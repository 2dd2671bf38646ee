//! On-disk encrypted container.
//!
//! One directory holds `{uuid}.encrypted` ciphertext objects with
//! `{uuid}.encrypted.meta` JSON sidecars. A ciphertext object without a
//! readable, well-formed sidecar is treated as corrupt and skipped during
//! enumeration - never fatal to the rest of the container.

use crate::analysis::ClassifierVerdict;
use crate::audit::{AuditEvent, AuditEventKind, AuditLog};
use crate::crypto::{EncryptedObject, Sidecar};
use crate::events::{EventBus, VaultEvent};
use crate::vault::cipher::VaultCipher;
use crate::{Result, VaultError};
use chrono::{DateTime, Utc};
use std::path::{Path, PathBuf};
use std::sync::Arc;
use tracing::warn;
use uuid::Uuid;

/// Suffix of ciphertext objects in the container directory.
const OBJECT_SUFFIX: &str = "encrypted";

/// One user file stored in the vault.
///
/// Immutable except for deletion: one ciphertext object plus one sidecar,
/// both addressed by the generated identifier.
#[derive(Debug, Clone)]
pub struct VaultEntry {
    pub id: Uuid,
    pub original_name: String,
    pub ciphertext_path: PathBuf,
    pub date_added: DateTime<Utc>,
    pub size: u64,
    /// Opaque classifier annotation; not persisted in the sidecar.
    pub analysis: Option<ClassifierVerdict>,
}

impl VaultEntry {
    /// Attach a classifier verdict to this entry.
    pub fn with_analysis(mut self, verdict: ClassifierVerdict) -> Self {
        self.analysis = Some(verdict);
        self
    }

    fn sidecar_path(&self) -> PathBuf {
        sidecar_path_for(&self.ciphertext_path)
    }
}

fn sidecar_path_for(ciphertext_path: &Path) -> PathBuf {
    let mut name = ciphertext_path.as_os_str().to_os_string();
    name.push(".meta");
    PathBuf::from(name)
}

/// Manages the encrypted container directory.
pub struct VaultStore {
    container_dir: PathBuf,
    cipher: Arc<VaultCipher>,
    audit: Arc<AuditLog>,
    events: EventBus,
}

impl VaultStore {
    /// Open (creating if needed) the container at the given directory.
    pub fn open<P: AsRef<Path>>(
        container_dir: P,
        cipher: Arc<VaultCipher>,
        audit: Arc<AuditLog>,
        events: EventBus,
    ) -> Result<Self> {
        let container_dir = container_dir.as_ref().to_path_buf();
        std::fs::create_dir_all(&container_dir)?;

        Ok(Self {
            container_dir,
            cipher,
            audit,
            events,
        })
    }

    /// The container directory path.
    pub fn container_dir(&self) -> &Path {
        &self.container_dir
    }

    /// Encrypt raw bytes into the container under a fresh identifier.
    ///
    /// Identifiers are random 128-bit UUIDs, so concurrent adds cannot
    /// collide.
    pub fn add_file(&self, raw_bytes: &[u8], name: &str) -> Result<VaultEntry> {
        let (object, sidecar) = self.cipher.encrypt(raw_bytes, name)?;

        let id = Uuid::new_v4();
        let ciphertext_path = self
            .container_dir
            .join(format!("{}.{}", id, OBJECT_SUFFIX));
        let sidecar_path = sidecar_path_for(&ciphertext_path);

        std::fs::write(&ciphertext_path, object.as_bytes())?;
        let sidecar_json = serde_json::to_vec(&sidecar)
            .map_err(|e| VaultError::InvalidInput(format!("Unserializable sidecar: {}", e)))?;
        std::fs::write(&sidecar_path, sidecar_json)?;

        let entry = VaultEntry {
            id,
            original_name: sidecar.original_file_name.clone(),
            size: object.as_bytes().len() as u64,
            date_added: DateTime::from_timestamp(sidecar.date_encrypted, 0).unwrap_or_default(),
            ciphertext_path,
            analysis: None,
        };

        self.events.publish(VaultEvent::EntryAdded(entry.id));
        Ok(entry)
    }

    /// Enumerate the container, newest first.
    ///
    /// Objects with missing or corrupt sidecars are logged and skipped; a
    /// single bad entry never aborts enumeration of the rest.
    pub fn list_entries(&self) -> Result<Vec<VaultEntry>> {
        let mut entries = Vec::new();

        for dir_entry in std::fs::read_dir(&self.container_dir)? {
            let path = match dir_entry {
                Ok(e) => e.path(),
                Err(e) => {
                    warn!("Unreadable directory entry in container: {}", e);
                    continue;
                }
            };

            if path.extension().and_then(|e| e.to_str()) != Some(OBJECT_SUFFIX) {
                continue;
            }

            match self.load_entry(&path) {
                Ok(entry) => entries.push(entry),
                Err(e) => warn!("Skipping corrupt vault entry {:?}: {}", path, e),
            }
        }

        entries.sort_by(|a, b| {
            b.date_added
                .cmp(&a.date_added)
                .then_with(|| a.original_name.cmp(&b.original_name))
        });
        Ok(entries)
    }

    /// Decrypt an entry's file bytes.
    pub fn read_entry(&self, entry: &VaultEntry) -> Result<Vec<u8>> {
        let object = EncryptedObject::from_bytes(std::fs::read(&entry.ciphertext_path)?)?;
        let sidecar = self.read_sidecar(&entry.sidecar_path())?;

        let (plaintext, original_name) = self.cipher.decrypt(&object, &sidecar)?;

        let _ = self.audit.append(AuditEvent::now(
            AuditEventKind::FileAccessed,
            Some(original_name),
            "File accessed from vault",
        ));
        Ok(plaintext)
    }

    /// Remove an entry's ciphertext object and sidecar.
    ///
    /// Both removals are attempted even when one object is already missing.
    /// Ordinary file deletion only; the underlying storage is not securely
    /// wiped (known limitation).
    pub fn delete_entry(&self, entry: &VaultEntry) -> Result<()> {
        let ciphertext_result = remove_if_present(&entry.ciphertext_path);
        let sidecar_result = remove_if_present(&entry.sidecar_path());

        ciphertext_result?;
        sidecar_result?;

        let _ = self.audit.append(AuditEvent::now(
            AuditEventKind::FileDeleted,
            Some(entry.original_name.clone()),
            "File removed from vault",
        ));
        self.events.publish(VaultEvent::EntryRemoved(entry.id));
        Ok(())
    }

    fn load_entry(&self, ciphertext_path: &Path) -> Result<VaultEntry> {
        let stem = ciphertext_path
            .file_stem()
            .and_then(|s| s.to_str())
            .ok_or_else(|| VaultError::InvalidInput("Object has no file stem".to_string()))?;
        let id = Uuid::parse_str(stem)
            .map_err(|e| VaultError::InvalidInput(format!("Object name is not a UUID: {}", e)))?;

        let sidecar = self.read_sidecar(&sidecar_path_for(ciphertext_path))?;
        let size = std::fs::metadata(ciphertext_path)?.len();

        Ok(VaultEntry {
            id,
            original_name: sidecar.original_file_name,
            date_added: DateTime::from_timestamp(sidecar.date_encrypted, 0).unwrap_or_default(),
            size,
            ciphertext_path: ciphertext_path.to_path_buf(),
            analysis: None,
        })
    }

    fn read_sidecar(&self, path: &Path) -> Result<Sidecar> {
        let bytes = std::fs::read(path)?;
        serde_json::from_slice(&bytes)
            .map_err(|e| VaultError::InvalidInput(format!("Malformed sidecar: {}", e)))
    }
}

fn remove_if_present(path: &Path) -> Result<()> {
    match std::fs::remove_file(path) {
        Ok(()) => Ok(()),
        Err(e) if e.kind() == std::io::ErrorKind::NotFound => Ok(()),
        Err(e) => Err(e.into()),
    }
}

##############################

Description of the task: For this exercise, output all the data exactly as shown above.

The completed task:
repository 2dd2671bf38646ee
//! On-disk encrypted container.
//!
//! One directory holds `{uuid}.encrypted` ciphertext objects with
//! `{uuid}.encrypted.meta` JSON sidecars. A ciphertext object without a
//! readable, well-formed sidecar is treated as corrupt and skipped during
//! enumeration - never fatal to the rest of the container.

use crate::analysis::ClassifierVerdict;
use crate::audit::{AuditEvent, AuditEventKind, AuditLog};
use crate::crypto::{EncryptedObject, Sidecar};
use crate::events::{EventBus, VaultEvent};
use crate::vault::cipher::VaultCipher;
use crate::{Result, VaultError};
use chrono::{DateTime, Utc};
use std::path::{Path, PathBuf};
use std::sync::Arc;
use tracing::warn;
use uuid::Uuid;

/// Suffix of ciphertext objects in the container directory.
const OBJECT_SUFFIX: &str = "encrypted";

/// One user file stored in the vault.
///
/// Immutable except for deletion: one ciphertext object plus one sidecar,
/// both addressed by the generated identifier.
#[derive(Debug, Clone)]
pub struct VaultEntry {
    pub id: Uuid,
    pub original_name: String,
    pub ciphertext_path: PathBuf,
    pub date_added: DateTime<Utc>,
    pub size: u64,
    /// Opaque classifier annotation; not persisted in the sidecar.
    pub analysis: Option<ClassifierVerdict>,
}

impl VaultEntry {
    /// Attach a classifier verdict to this entry.
    pub fn with_analysis(mut self, verdict: ClassifierVerdict) -> Self {
        self.analysis = Some(verdict);
        self
    }

    fn sidecar_path(&self) -> PathBuf {
        sidecar_path_for(&self.ciphertext_path)
    }
}

fn sidecar_path_for(ciphertext_path: &Path) -> PathBuf {
    let mut name = ciphertext_path.as_os_str().to_os_string();
    name.push(".meta");
    PathBuf::from(name)
}

/// Manages the encrypted container directory.
pub struct VaultStore {
    container_dir: PathBuf,
    cipher: Arc<VaultCipher>,
    audit: Arc<AuditLog>,
    events: EventBus,
}

impl VaultStore {
    /// Open (creating if needed) the container at the given directory.
    pub fn open<P: AsRef<Path>>(
        container_dir: P,
        cipher: Arc<VaultCipher>,
        audit: Arc<AuditLog>,
        events: EventBus,
    ) -> Result<Self> {
        let container_dir = container_dir.as_ref().to_path_buf();
        std::fs::create_dir_all(&container_dir)?;

        Ok(Self {
            container_dir,
            cipher,
            audit,
            events,
        })
    }

    /// The container directory path.
    pub fn container_dir(&self) -> &Path {
        &self.container_dir
    }

    /// Encrypt raw bytes into the container under a fresh identifier.
    ///
    /// Identifiers are random 128-bit UUIDs, so concurrent adds cannot
    /// collide.
    pub fn add_file(&self, raw_bytes: &[u8], name: &str) -> Result<VaultEntry> {
        let (object, sidecar) = self.cipher.encrypt(raw_bytes, name)?;

        let id = Uuid::new_v4();
        let ciphertext_path = self
            .container_dir
            .join(format!("{}.{}", id, OBJECT_SUFFIX));
        let sidecar_path = sidecar_path_for(&ciphertext_path);

        std::fs::write(&ciphertext_path, object.as_bytes())?;
        let sidecar_json = serde_json::to_vec(&sidecar)
            .map_err(|e| VaultError::InvalidInput(format!("Unserializable sidecar: {}", e)))?;
        std::fs::write(&sidecar_path, sidecar_json)?;

        let entry = VaultEntry {
            id,
            original_name: sidecar.original_file_name.clone(),
            size: object.as_bytes().len() as u64,
            date_added: DateTime::from_timestamp(sidecar.date_encrypted, 0).unwrap_or_default(),
            ciphertext_path,
            analysis: None,
        };

        self.events.publish(VaultEvent::EntryAdded(entry.id));
        Ok(entry)
    }

    /// Enumerate the container, newest first.
    ///
    /// Objects with missing or corrupt sidecars are logged and skipped; a
    /// single bad entry never aborts enumeration of the rest.
    pub fn list_entries(&self) -> Result<Vec<VaultEntry>> {
        let mut entries = Vec::new();

        for dir_entry in std::fs::read_dir(&self.container_dir)? {
            let path = match dir_entry {
                Ok(e) => e.path(),
                Err(e) => {
                    warn!("Unreadable directory entry in container: {}", e);
                    continue;
                }
            };

            if path.extension().and_then(|e| e.to_str()) != Some(OBJECT_SUFFIX) {
                continue;
            }

            match self.load_entry(&path) {
                Ok(entry) => entries.push(entry),
                Err(e) => warn!("Skipping corrupt vault entry {:?}: {}", path, e),
            }
        }

        entries.sort_by(|a, b| {
            b.date_added
                .cmp(&a.date_added)
                .then_with(|| a.original_name.cmp(&b.original_name))
        });
        Ok(entries)
    }

    /// Decrypt an entry's file bytes.
    pub fn read_entry(&self, entry: &VaultEntry) -> Result<Vec<u8>> {
        let object = EncryptedObject::from_bytes(std::fs::read(&entry.ciphertext_path)?)?;
        let sidecar = self.read_sidecar(&entry.sidecar_path())?;

        let (plaintext, original_name) = self.cipher.decrypt(&object, &sidecar)?;

        let _ = self.audit.append(AuditEvent::now(
            AuditEventKind::FileAccessed,
            Some(original_name),
            "File accessed from vault",
        ));
        Ok(plaintext)
    }

    /// Remove an entry's ciphertext object and sidecar.
    ///
    /// Both removals are attempted even when one object is already missing.
    /// Ordinary file deletion only; the underlying storage is not securely
    /// wiped (known limitation).
    pub fn delete_entry(&self, entry: &VaultEntry) -> Result<()> {
        let ciphertext_result = remove_if_present(&entry.ciphertext_path);
        let sidecar_result = remove_if_present(&entry.sidecar_path());

        ciphertext_result?;
        sidecar_result?;

        let _ = self.audit.append(AuditEvent::now(
            AuditEventKind::FileDeleted,
            Some(entry.original_name.clone()),
            "File removed from vault",
        ));
        self.events.publish(VaultEvent::EntryRemoved(entry.id));
        Ok(())
    }

    fn load_entry(&self, ciphertext_path: &Path) -> Result<VaultEntry> {
        let stem = ciphertext_path
            .file_stem()
            .and_then(|s| s.to_str())
            .ok_or_else(|| VaultError::InvalidInput("Object has no file stem".to_string()))?;
        let id = Uuid::parse_str(stem)
            .map_err(|e| VaultError::InvalidInput(format!("Object name is not a UUID: {}", e)))?;

        let sidecar = self.read_sidecar(&sidecar_path_for(ciphertext_path))?;
        let size = std::fs::metadata(ciphertext_path)?.len();

        Ok(VaultEntry {
            id,
            original_name: sidecar.original_file_name,
            date_added: DateTime::from_timestamp(sidecar.date_encrypted, 0).unwrap_or_default(),
            size,
            ciphertext_path: ciphertext_path.to_path_buf(),
            analysis: None,
        })
    }

    fn read_sidecar(&self, path: &Path) -> Result<Sidecar> {
        let bytes = std::fs::read(path)?;
        serde_json::from_slice(&bytes)
            .map_err(|e| VaultError::InvalidInput(format!("Malformed sidecar: {}", e)))
    }
}

fn remove_if_present(path: &Path) -> Result<()> {
    match std::fs::remove_file(path) {
        Ok(()) => Ok(()),
        Err(e) if e.kind() == std::io::ErrorKind::NotFound => Ok(()),
        Err(e) => Err(e.into()),
    }
}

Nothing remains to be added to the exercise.